26. The burden of proof rests with the Galldris to establish that the amounts paid for labour sourcing were incurred wholly and exclusively for the purposes of the trade (and that they are reasonable in amount) and, as regards the mixed member partnership rules, that the allocated profits are an appropriate notional rate of return on the capital contributed by Galldris Construction Ltd. These are matters which will need to be proven in evidence and submission by Galldris whether or not HMRC participate further in the proceedings. Unlike a late appeal, which if refused, brings finality, excluding HMRC in a matter where the taxpayer bears the burden of proof, has the potential to inhibit the Tribunal in performing its ultimate duty - identifying the correct taxing outcome.
27. In the Tribunal’s view, and somewhat reluctantly given the level of non-compliance and the reason for it (which amounts only to unacceptable inefficiency of a large government department), it cannot be concluded that such non-compliance prevents the Tribunal from dealing with the proceedings fairly and justly. This is not a case where the Appellant would simply succeed as a consequence of HMRC’s failure. It is therefore important that the Tribunal properly evaluates the arguments on both sides in order to reach a decision which is right and thus one that is just and fair.
28. Turning to consider the extension of time in which to serve the statement of case. The purpose of the purpose of the time limit for services of HMRC’s statement of case is to ensure the speedy and fair progression of the litigation (see in this regard Manowar Hussain v HMRC [2017] UKFTT 77); the statement of case is the principal pleading for HMRC to articulate the basis of the decision taken by them against Galldris. Without a statement of case the litigation cannot be progressed in a timely fashion. However, and pursuant to Galldris’s alternative application, the statement of case has now been served and the appeal can and should now progress. Galldris is now in a position to consider the pleaded basis on which the closure notices will be defended in this litigation and the evidence which will need to be called and as such it is appropriate to grant the extension of time.
decision
29. For the reasons given the application to debar is refused. HMRC’s for an extension of time, now to 31 July 2021, for services of their statement of case is granted.
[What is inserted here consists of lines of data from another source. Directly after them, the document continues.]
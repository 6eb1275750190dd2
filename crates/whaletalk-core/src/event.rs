//! Container lifecycle events consumed from the daemon's event stream.

use std::fmt;

use crate::container::ContainerId;

/// The lifecycle transitions the bridge reacts to.
///
/// The daemon emits many more statuses (pause, restart, exec_create, ...);
/// everything outside this set is dropped at the subscription boundary.
#[derive(Debug, Clone, Copy, PartialEq, Eq)]
pub enum ContainerEventKind {
    /// Container was created but has not started.
    Create,
    /// Container started running.
    Start,
    /// Container exited.
    Die,
}

impl ContainerEventKind {
    /// Maps a daemon status string to an event kind, `None` for statuses
    /// the bridge does not track.
    pub fn from_status(status: &str) -> Option<Self> {
        match status {
            "create" => Some(Self::Create),
            "start" => Some(Self::Start),
            "die" => Some(Self::Die),
            _ => None,
        }
    }
}

impl fmt::Display for ContainerEventKind {
    fn fmt(&self, f: &mut fmt::Formatter<'_>) -> fmt::Result {
        match self {
            Self::Create => write!(f, "create"),
            Self::Start => write!(f, "start"),
            Self::Die => write!(f, "die"),
        }
    }
}

/// A single container lifecycle event.
#[derive(Debug, Clone, PartialEq, Eq)]
pub struct ContainerEvent {
    /// What happened.
    pub kind: ContainerEventKind,
    /// Which container it happened to.
    pub id: ContainerId,
}

impl ContainerEvent {
    pub fn new(kind: ContainerEventKind, id: ContainerId) -> Self {
        Self { kind, id }
    }
}
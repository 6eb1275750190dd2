//! Whaletalk Core - Shared types for the container-to-IM bridge
//!
//! This crate provides the domain types shared between the daemon seam
//! (whaletalk-docker) and the bridge itself (whaletalkd):
//! container identity and metadata, lifecycle events, the error taxonomy,
//! and the `HostRuntime` trait standing in for the IM engine.
//!
//! Production code follows the panic-free policy: no `.unwrap()`,
//! `.expect()`, `panic!()`, or direct indexing.

pub mod container;
pub mod error;
pub mod event;
pub mod host;

// Re-exports for convenience
pub use container::{ContainerId, ContainerMeta};
pub use error::{OutgoingError, SendError};
pub use event::{ContainerEvent, ContainerEventKind};
pub use host::{AccountHandle, BuddyHandle, HostRuntime};
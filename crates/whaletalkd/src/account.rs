//! Per-account session state and orchestration.
//!
//! An `AccountSession` owns the account lifetime scope, the buddy and
//! container registries, the deferred call queue, and the lazily-created
//! daemon client shared by all of the account's workers.
//!
//! # Thread safety
//!
//! The registries sit behind one read/write lock: lookups (outgoing sends)
//! run concurrently, create/remove are exclusive. Host-side state - buddy
//! handles, presence, conversations - is only ever touched from inside a
//! drained deferred call, so those mutations all happen on the host
//! thread regardless of which worker requested them.

use std::collections::HashMap;
use std::sync::{Arc, Mutex, RwLock, RwLockReadGuard, RwLockWriteGuard};

use chrono::Utc;
use tokio_util::sync::CancellationToken;
use tracing::{debug, error, info, warn};

use whaletalk_core::{AccountHandle, BuddyHandle, ContainerMeta, HostRuntime, OutgoingError};
use whaletalk_docker::{ContainerDaemon, DaemonError};

use crate::container::ContainerSession;
use crate::events::spawn_event_worker;
use crate::queue::DeferredCallQueue;

/// Creates the daemon client on first use. Shared so every account can
/// carry its own lazily-built client from one injected factory.
pub type DaemonConnector =
    Arc<dyn Fn() -> Result<Arc<dyn ContainerDaemon>, DaemonError> + Send + Sync>;

/// Connection lifecycle of an account. `Closed` is terminal.
#[derive(Debug, Clone, Copy, PartialEq, Eq)]
pub enum ConnectionPhase {
    Connecting,
    Online,
    Disconnecting,
    Closed,
}

/// State guarded by the account's single read/write lock.
struct AccountState {
    phase: ConnectionPhase,
    /// Buddy name -> host handle. Mutated only inside drained calls.
    buddies: HashMap<String, BuddyHandle>,
    /// Container name -> live session.
    containers: HashMap<String, Arc<ContainerSession>>,
}

/// One logged-in identity and everything it owns.
pub struct AccountSession {
    handle: AccountHandle,
    scope: CancellationToken,
    group: String,
    connector: DaemonConnector,
    daemon: Mutex<Option<Arc<dyn ContainerDaemon>>>,
    state: RwLock<AccountState>,
    queue: DeferredCallQueue,
}

impl AccountSession {
    /// Creates a session in the `Connecting` phase. `group` is the buddy
    /// group containers are listed under.
    pub fn new(handle: AccountHandle, connector: DaemonConnector, group: String) -> Arc<Self> {
        let scope = CancellationToken::new();
        Arc::new(Self {
            handle,
            queue: DeferredCallQueue::new(scope.clone()),
            scope,
            group,
            connector,
            daemon: Mutex::new(None),
            state: RwLock::new(AccountState {
                phase: ConnectionPhase::Connecting,
                buddies: HashMap::new(),
                containers: HashMap::new(),
            }),
        })
    }

    pub fn handle(&self) -> AccountHandle {
        self.handle
    }

    /// Resolves when the account's lifetime scope ends.
    pub fn cancelled(&self) -> tokio_util::sync::WaitForCancellationFuture<'_> {
        self.scope.cancelled()
    }

    pub fn is_cancelled(&self) -> bool {
        self.scope.is_cancelled()
    }

    pub fn phase(&self) -> ConnectionPhase {
        self.read_state().phase
    }

    pub fn is_online(&self) -> bool {
        self.phase() == ConnectionPhase::Online
    }

    /// Brings the account online: marks the connection established (via
    /// the queue), starts event ingestion, and reconciles against the
    /// daemon's current container snapshot.
    pub async fn login(self: &Arc<Self>) {
        info!(account = %self.handle, "logging in");
        self.write_state().phase = ConnectionPhase::Online;

        self.queue.enqueue(|host| {
            host.set_connected();
        });

        spawn_event_worker(Arc::clone(self));
        self.scan_containers().await;
    }

    /// Ends the account's lifetime. Every container session and worker
    /// observes the cancellation, and deferred calls still pending are
    /// discarded at the next drain.
    pub fn logout(&self) {
        info!(account = %self.handle, "logging out");
        self.write_state().phase = ConnectionPhase::Disconnecting;
        self.scope.cancel();
        self.write_state().phase = ConnectionPhase::Closed;
    }

    /// The shared daemon client, created on first use. Returns `None` and
    /// logs when the daemon cannot be reached; the account then stays
    /// online but blind to containers, and the next call retries.
    pub fn daemon(&self) -> Option<Arc<dyn ContainerDaemon>> {
        let mut guard = match self.daemon.lock() {
            Ok(guard) => guard,
            Err(poisoned) => poisoned.into_inner(),
        };
        if guard.is_none() {
            match (self.connector)() {
                Ok(client) => *guard = Some(client),
                Err(err) => {
                    error!(account = %self.handle, error = %err, "cannot create daemon client");
                    return None;
                }
            }
        }
        guard.clone()
    }

    /// Registers a container session and schedules creation of its
    /// offline buddy. Must be called once per distinct container identity.
    pub fn register_container(self: &Arc<Self>, meta: ContainerMeta) -> Arc<ContainerSession> {
        let session = ContainerSession::new(meta, &self.scope);
        let name = session.name().to_string();
        debug!(
            account = %self.handle,
            container = %name,
            interactive = session.interactive(),
            "registering container"
        );
        self.write_state()
            .containers
            .insert(name.clone(), Arc::clone(&session));

        let this = Arc::clone(self);
        self.queue.enqueue(move |host| {
            let mut state = this.write_state();
            if state.buddies.contains_key(&name) {
                return;
            }
            let buddy = host.ensure_buddy(&name, &this.group, false);
            state.buddies.insert(name, buddy);
        });

        session
    }

    /// Queues delivery of a line from `from` as an incoming message. The
    /// receive timestamp is captured now, not at drain time. Dropped
    /// silently if the account is no longer online when the queue drains.
    pub fn deliver_incoming(self: &Arc<Self>, from: &str, text: &str) {
        let received = Utc::now();
        let this = Arc::clone(self);
        let from = from.to_string();
        let text = text.to_string();
        self.queue.enqueue(move |host| {
            if !this.is_online() {
                return;
            }
            host.deliver_message(&from, &text, received);
        });
    }

    /// Queues a presence toggle for the named buddy.
    pub fn set_presence(self: &Arc<Self>, name: &str, online: bool) {
        let name = name.to_string();
        self.queue.enqueue(move |host| {
            host.set_buddy_presence(&name, online);
        });
    }

    /// Forwards an outgoing message to the named container's stdin.
    pub async fn send_outgoing(&self, to: &str, text: &str) -> Result<usize, OutgoingError> {
        let session = self
            .read_state()
            .containers
            .get(to)
            .cloned()
            .ok_or_else(|| OutgoingError::UnknownRecipient(to.to_string()))?;
        Ok(session.send_input(text).await?)
    }

    /// Handles a container start: presence online, then attach.
    pub fn container_started(self: &Arc<Self>, name: &str) {
        let session = self.read_state().containers.get(name).cloned();
        match session {
            Some(session) => {
                self.set_presence(name, true);
                session.attach(self);
            }
            None => {
                warn!(account = %self.handle, container = %name, "ignoring start event for unknown container");
            }
        }
    }

    /// Handles a container death: remove from the registry, cancel its
    /// scope, presence offline.
    pub fn container_died(self: &Arc<Self>, name: &str) {
        let session = self.write_state().containers.remove(name);
        match session {
            Some(session) => {
                session.cancel();
                self.set_presence(name, false);
            }
            None => {
                warn!(account = %self.handle, container = %name, "ignoring die event for unknown container");
            }
        }
    }

    /// One full snapshot reconciliation: every currently running container
    /// is registered, marked present, and attached. Per-container inspect
    /// failures are logged and skipped.
    pub async fn scan_containers(self: &Arc<Self>) {
        let Some(daemon) = self.daemon() else {
            return;
        };

        let ids = match daemon.running_containers().await {
            Ok(ids) => ids,
            Err(err) => {
                error!(account = %self.handle, error = %err, "cannot list containers");
                return;
            }
        };

        debug!(account = %self.handle, count = ids.len(), "scanning running containers");
        for id in ids {
            match daemon.inspect(&id).await {
                Ok(meta) => {
                    let name = meta.name.clone();
                    let session = self.register_container(meta);
                    self.set_presence(&name, true);
                    session.attach(self);
                }
                Err(err) => {
                    warn!(container = %id.short(), error = %err, "failed to inspect container");
                }
            }
        }
    }

    /// Drains the deferred call queue. The caller must be the host thread;
    /// owning `&mut host` is what proves it.
    pub fn pump(&self, host: &mut dyn HostRuntime) -> usize {
        self.queue.drain(host)
    }

    /// Looks up a live container session by name.
    pub fn container(&self, name: &str) -> Option<Arc<ContainerSession>> {
        self.read_state().containers.get(name).cloned()
    }

    /// Number of live container sessions.
    pub fn container_count(&self) -> usize {
        self.read_state().containers.len()
    }

    /// Whether a buddy handle exists for `name` (only ever set from a
    /// drained call).
    pub fn has_buddy(&self, name: &str) -> bool {
        self.read_state().buddies.contains_key(name)
    }

    fn read_state(&self) -> RwLockReadGuard<'_, AccountState> {
        match self.state.read() {
            Ok(guard) => guard,
            Err(poisoned) => poisoned.into_inner(),
        }
    }

    fn write_state(&self) -> RwLockWriteGuard<'_, AccountState> {
        match self.state.write() {
            Ok(guard) => guard,
            Err(poisoned) => poisoned.into_inner(),
        }
    }
}
//! Whaletalk daemon - the container-to-IM bridge.
//!
//! This crate owns the concurrency at the heart of the bridge:
//! - `queue` - deferred calls that must run on the host (IM engine) thread
//! - `lines` - turning attach byte streams into discrete message lines
//! - `container` - per-container sessions and their attach workers
//! - `account` - per-account state, registries, and orchestration
//! - `events` - ingestion of the daemon's lifecycle event stream
//! - `registry` - the process-level reachable-account registry
//!
//! # Architecture
//!
//! ```text
//! ┌──────────────────────────────────────────────────────────────────┐
//! │                        whaletalkd bridge                         │
//! ├──────────────────────────────────────────────────────────────────┤
//! │                                                                  │
//! │  ┌──────────────┐  lifecycle   ┌─────────────────────────────┐  │
//! │  │ event worker │─────────────▶│       AccountSession        │  │
//! │  │ (per account)│              │  (buddy/container registry) │  │
//! │  └──────────────┘              └───────┬─────────────┬───────┘  │
//! │                                        │             │          │
//! │                  attach/detach         │             │ enqueue  │
//! │                                        ▼             ▼          │
//! │  ┌──────────────┐   lines   ┌──────────────┐  ┌──────────────┐  │
//! │  │  LineReader  │──────────▶│  Container   │  │ DeferredCall │  │
//! │  │ (out + err)  │           │   Session    │  │    Queue     │  │
//! │  └──────────────┘           └──────────────┘  └──────┬───────┘  │
//! │                                                      │ drain    │
//! │                                                      ▼          │
//! │                                          host thread (pump)     │
//! └──────────────────────────────────────────────────────────────────┘
//! ```
//!
//! The one rule everything here serves: host-owned IM state is mutated
//! only while the host thread drains the deferred call queue. Workers
//! never touch the host directly.

pub mod account;
pub mod container;
pub mod events;
pub mod lines;
pub mod queue;
pub mod registry;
Right to apply for permission to appeal
30. This document contains full findings of fact and reasons for the decision. Any party dissatisfied with this decision has a right to apply for permission to appeal against it pursuant to Rule 39 of the Tribunal Procedure (First-tier Tribunal) (Tax Chamber) Rules 2009. The application must be received by this Tribunal not later than 56 days after this decision is sent to that party. The parties are referred to “Guidance to accompany a Decision from the First-tier Tribunal (Tax Chamber)” which accompanies and forms part of this decision notice.